//! Test fixtures and store helpers.
//!
//! Provides stores backed by memory or a temporary file, plus short
//! builders for the keys, documents, mutations and queries most tests need.

use driftdb_codec::{ByteString, ResourcePath, Value};
use driftdb_core::{
    Document, DocumentKey, LocalStore, MaybeDocument, Mutation, MutationBatch, MutationBatchResult,
    MutationResult, ObjectValue, Persistence, Query, SnapshotVersion, StoreConfig,
};
use driftdb_core::model::FieldPath;
use driftdb_storage::InMemoryBackend;
use std::path::PathBuf;
use std::sync::Arc;
use tempfile::TempDir;

const LOG_FILE: &str = "store.log";

/// A local store with automatic cleanup.
pub struct TestStore {
    /// The store instance.
    pub store: Arc<LocalStore>,
    config: StoreConfig,
    backend: Option<InMemoryBackend>,
    /// The temporary directory (kept alive to prevent cleanup).
    _temp_dir: Option<TempDir>,
}

impl TestStore {
    /// Creates a store on a fresh in-memory log.
    pub fn memory() -> Self {
        Self::memory_with_config(StoreConfig::default())
    }

    /// Creates a store on a fresh in-memory log with `config`.
    pub fn memory_with_config(config: StoreConfig) -> Self {
        Self::on_backend(InMemoryBackend::new(), config)
    }

    /// Opens a store on an existing in-memory log.
    ///
    /// The backend shares its bytes with every clone, so a test can keep a
    /// handle for failure injection or for reopening.
    pub fn on_backend(backend: InMemoryBackend, config: StoreConfig) -> Self {
        let persistence = Persistence::open(Box::new(backend.clone()), config.clone())
            .expect("Failed to open in-memory store");
        Self {
            store: Arc::new(LocalStore::new(Arc::new(persistence))),
            config,
            backend: Some(backend),
            _temp_dir: None,
        }
    }

    /// Creates a store logging to a file in a temporary directory.
    pub fn file() -> Self {
        Self::file_with_config(StoreConfig::default())
    }

    /// Creates a file-backed store with `config`.
    pub fn file_with_config(config: StoreConfig) -> Self {
        let temp_dir = TempDir::new().expect("Failed to create temp directory");
        let persistence = Persistence::open_path(&temp_dir.path().join(LOG_FILE), config.clone())
            .expect("Failed to open file store");
        Self {
            store: Arc::new(LocalStore::new(Arc::new(persistence))),
            config,
            backend: None,
            _temp_dir: Some(temp_dir),
        }
    }

    /// Returns the in-memory backend, if any.
    pub fn backend(&self) -> Option<&InMemoryBackend> {
        self.backend.as_ref()
    }

    /// Returns the log file path if file-based, None if in-memory.
    pub fn path(&self) -> Option<PathBuf> {
        self._temp_dir.as_ref().map(|d| d.path().join(LOG_FILE))
    }

    /// Drops the store and opens a new one on the same log, as after a
    /// process restart.
    ///
    /// Panics if another handle to the store is still alive.
    pub fn reopen(self) -> Self {
        let Self {
            store,
            config,
            backend,
            _temp_dir,
        } = self;
        assert_eq!(Arc::strong_count(&store), 1, "store is still shared");
        drop(store);

        let persistence = match (&backend, &_temp_dir) {
            (Some(backend), _) => Persistence::open(Box::new(backend.clone()), config.clone()),
            (None, Some(dir)) => Persistence::open_path(&dir.path().join(LOG_FILE), config.clone()),
            (None, None) => unreachable!("a test store always has a log"),
        }
        .expect("Failed to reopen store");

        Self {
            store: Arc::new(LocalStore::new(Arc::new(persistence))),
            config,
            backend,
            _temp_dir,
        }
    }
}

impl std::ops::Deref for TestStore {
    type Target = LocalStore;

    fn deref(&self) -> &Self::Target {
        &self.store
    }
}

/// Parses a document key such as `"rooms/a"`.
pub fn key(path: &str) -> DocumentKey {
    DocumentKey::from_string(path).expect("Invalid document key")
}

/// Builds a snapshot version from microseconds.
pub fn version(micros: i64) -> SnapshotVersion {
    SnapshotVersion::from_micros(micros)
}

/// Builds an object from top-level fields.
pub fn data<I, K, V>(fields: I) -> ObjectValue
where
    I: IntoIterator<Item = (K, V)>,
    K: Into<String>,
    V: Into<Value>,
{
    ObjectValue::from_entries(fields.into_iter().map(|(k, v)| (k, v.into())))
}

/// Builds a server-confirmed document.
pub fn doc<I, K, V>(path: &str, micros: i64, fields: I) -> Document
where
    I: IntoIterator<Item = (K, V)>,
    K: Into<String>,
    V: Into<Value>,
{
    Document::new(key(path), version(micros), data(fields))
}

/// Builds a server-confirmed document as a cache entry.
pub fn remote_doc<I, K, V>(path: &str, micros: i64, fields: I) -> MaybeDocument
where
    I: IntoIterator<Item = (K, V)>,
    K: Into<String>,
    V: Into<Value>,
{
    MaybeDocument::Document(doc(path, micros, fields))
}

/// Builds a tombstone.
pub fn deleted_doc(path: &str, micros: i64) -> MaybeDocument {
    MaybeDocument::no_document(key(path), version(micros))
}

/// Builds a set mutation.
pub fn set<I, K, V>(path: &str, fields: I) -> Mutation
where
    I: IntoIterator<Item = (K, V)>,
    K: Into<String>,
    V: Into<Value>,
{
    Mutation::set(key(path), data(fields))
}

/// Builds a patch of exactly the given fields.
pub fn patch<I, K, V>(path: &str, fields: I) -> Mutation
where
    I: IntoIterator<Item = (K, V)>,
    K: Into<String>,
    V: Into<Value>,
{
    let value = data(fields);
    let mask = value.field_mask();
    Mutation::patch(key(path), value, mask)
}

/// Builds a delete mutation.
pub fn delete(path: &str) -> Mutation {
    Mutation::delete(key(path))
}

/// Builds a query over the collection at `path`.
pub fn query(path: &str) -> Query {
    Query::at_path(ResourcePath::from_string(path))
}

/// Builds a successful write acknowledgement for every mutation in
/// `batch`, committed at `micros`.
pub fn ack(batch: Arc<MutationBatch>, micros: i64) -> MutationBatchResult {
    let results = batch
        .mutations
        .iter()
        .map(|_| MutationResult::new(version(micros)))
        .collect();
    MutationBatchResult::new(batch, version(micros), results, ByteString::from("stream"))
        .expect("Failed to build batch result")
}

/// Reads a top-level field from a local view entry.
pub fn field(entry: &Option<MaybeDocument>, name: &str) -> Option<Value> {
    entry
        .as_ref()
        .and_then(MaybeDocument::as_document)
        .and_then(|d| d.data.field(&FieldPath::from_dotted(name)).cloned())
}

——————————

◆ WORK TO COMPLETE:
Please report every line of the records above that contains the word "fresh".

◆ TASK RESULT:
    /// Creates a store on a fresh in-memory log.
    /// Creates a store on a fresh in-memory log with `config`.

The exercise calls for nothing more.